UPDATED March 23, 2:15 p.m. Peter DiDominica, lieutenant detective of the Boston University Police Department, said students called an ambulance for an intoxicated female student on Ashford Street at around 9 p.m. on March 3. BUPD officers later stopped three men taking a second woman down in the area of Malvern Street and Ashford Street. Officers called an ambulance in the second incident.
DiDominica said information came from the investigation being carried out by the Dean of Students office. He could not provide details on when this connection was made.
“We looked back at our records, and we noticed the medical transports,” he said. “The connection was made between those and that reported hazing information.”
BU spokesman Colin Riley said the alleged hazing incident is still under investigation.
Boston University officials suspended the Sigma Delta Tau sorority after an alleged hazing involving alcohol, officials said.

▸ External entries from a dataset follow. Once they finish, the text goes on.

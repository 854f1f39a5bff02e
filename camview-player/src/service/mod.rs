//! Negotiator task
//!
//! A single tokio task owns the negotiator and applies commands one at a time,
//! so the state machine never sees concurrent access. Handlers, the recovery
//! timer and the browser player all reach it through the command channel.
//! After each command the task publishes notifications and, when the snapshot
//! changed, a `PlaybackStateChanged` event.

mod relay_player;
mod scheduler;

pub use relay_player::RelayPlayer;
pub use scheduler::TokioScheduler;

use crate::error::{Error, Result};
use crate::negotiator::{Negotiator, RecoveryTicket, RelayEndpoints};
use camview_common::config::PlayerConfig;
use camview_common::events::{
    BindingId, CamviewEvent, EventBus, Notification, PlaybackSnapshot, PlayerSignal,
};
use tokio::sync::{mpsc, oneshot};
use tokio::task::JoinHandle;
use tracing::{debug, info};

const COMMAND_CHANNEL_CAPACITY: usize = 64;

/// Commands accepted by the negotiator task
#[derive(Debug)]
pub enum Command {
    SetPlayingIntent {
        playing: bool,
        reply: oneshot::Sender<PlaybackSnapshot>,
    },
    SetLocator {
        locator: String,
        reply: oneshot::Sender<PlaybackSnapshot>,
    },
    ManualRetry {
        reply: oneshot::Sender<PlaybackSnapshot>,
    },
    PlayerSignal {
        binding: BindingId,
        signal: PlayerSignal,
        reply: oneshot::Sender<PlaybackSnapshot>,
    },
    /// Posted by the recovery timer
    RecoveryDue(RecoveryTicket),
    Snapshot {
        reply: oneshot::Sender<PlaybackSnapshot>,
    },
}

type ServiceNegotiator = Negotiator<RelayPlayer, TokioScheduler>;

/// Cloneable handle to the negotiator task
#[derive(Clone)]
pub struct NegotiatorHandle {
    tx: mpsc::Sender<Command>,
}

impl NegotiatorHandle {
    /// Spawn the negotiator task
    ///
    /// The task stops once every handle has been dropped.
    pub fn spawn(config: &PlayerConfig, event_bus: EventBus) -> (Self, JoinHandle<()>) {
        let (tx, rx) = mpsc::channel(COMMAND_CHANNEL_CAPACITY);

        let negotiator = Negotiator::new(
            RelayEndpoints::new(config.primary_base.clone(), config.fallback_base.clone()),
            config.recovery_delay,
            RelayPlayer::new(event_bus.clone()),
            TokioScheduler::new(tx.downgrade()),
        );

        let task = tokio::spawn(run(negotiator, rx, event_bus));
        (Self { tx }, task)
    }

    pub async fn set_playing_intent(&self, playing: bool) -> Result<PlaybackSnapshot> {
        self.request(|reply| Command::SetPlayingIntent { playing, reply })
            .await
    }

    pub async fn set_locator(&self, locator: impl Into<String>) -> Result<PlaybackSnapshot> {
        let locator = locator.into();
        self.request(|reply| Command::SetLocator { locator, reply })
            .await
    }

    pub async fn request_manual_retry(&self) -> Result<PlaybackSnapshot> {
        self.request(|reply| Command::ManualRetry { reply }).await
    }

    pub async fn player_signal(
        &self,
        binding: BindingId,
        signal: PlayerSignal,
    ) -> Result<PlaybackSnapshot> {
        self.request(|reply| Command::PlayerSignal {
            binding,
            signal,
            reply,
        })
        .await
    }

    pub async fn snapshot(&self) -> Result<PlaybackSnapshot> {
        self.request(|reply| Command::Snapshot { reply }).await
    }

    async fn request(
        &self,
        command: impl FnOnce(oneshot::Sender<PlaybackSnapshot>) -> Command,
    ) -> Result<PlaybackSnapshot> {
        let (reply, response) = oneshot::channel();
        self.tx
            .send(command(reply))
            .await
            .map_err(|_| Error::NegotiatorUnavailable)?;
        response.await.map_err(|_| Error::NegotiatorUnavailable)
    }
}

async fn run(mut negotiator: ServiceNegotiator, mut rx: mpsc::Receiver<Command>, event_bus: EventBus) {
    info!("Negotiator task started");

    while let Some(command) = rx.recv().await {
        let before = negotiator.snapshot();

        let (notifications, reply) = match command {
            Command::SetPlayingIntent { playing, reply } => {
                (negotiator.set_playing_intent(playing), Some(reply))
            }
            Command::SetLocator { locator, reply } => (negotiator.set_locator(locator), Some(reply)),
            Command::ManualRetry { reply } => (negotiator.request_manual_retry(), Some(reply)),
            Command::PlayerSignal {
                binding,
                signal,
                reply,
            } => (negotiator.on_player_signal(binding, signal), Some(reply)),
            Command::RecoveryDue(ticket) => (negotiator.on_recovery_due(ticket), None),
            Command::Snapshot { reply } => (Vec::new(), Some(reply)),
        };

        let after = negotiator.snapshot();
        publish(&event_bus, &before, &after, notifications);

        if let Some(reply) = reply {
            // Requester may have gone away; nothing to do.
            let _ = reply.send(after);
        }
    }

    debug!("Negotiator task stopped");
}

fn publish(
    event_bus: &EventBus,
    before: &PlaybackSnapshot,
    after: &PlaybackSnapshot,
    notifications: Vec<Notification>,
) {
    if before != after {
        event_bus.emit_lossy(CamviewEvent::PlaybackStateChanged {
            old_state: before.state,
            snapshot: after.clone(),
            timestamp: chrono::Utc::now(),
        });
    }

    for notification in notifications {
        info!("Notification [{:?}] {}: {}", notification.kind, notification.title, notification.message);
        event_bus.emit_lossy(CamviewEvent::Notification {
            notification,
            timestamp: chrono::Utc::now(),
        });
    }
}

The BU Police Department stopped three men carrying SDT members, who were not identified, down Ashford Street in Allston between 7 p.m. and 9 p.m. on March 3, according to the police reported recited by Captain Robert Molloy. The officers called an ambulance for two of the young women, one of whom was reportedly intoxicated.
BUPD received a call from the Dean of Students Office on March 6 about a hazing report stemming from the reported incident.
“We believe it happened off campus,” Molloy said in a phone interview with The Daily Free Press. “We believe it’s a sorority and a fraternity both involved, where alcohol was supplied to sorority sisters.”
The fraternity was not identified by BUPD.
Molloy said BUPD was not aware that the students they sent to the hospital were involved in an alleged hazing for a BU sorority until BUPD received the call on March 6.
BU spokesman Colin Riley said SDT was temporarily suspended shortly before spring break, banning them from conducting any programs or activities as a Greek organization on campus. The sorority is being investigated on the grounds of alleged hazing involving alcohol.
“Hazing is illegal,” he said. “It’s a very serious issue. We need to make a determination, so we take the allegation of hazing very seriously.”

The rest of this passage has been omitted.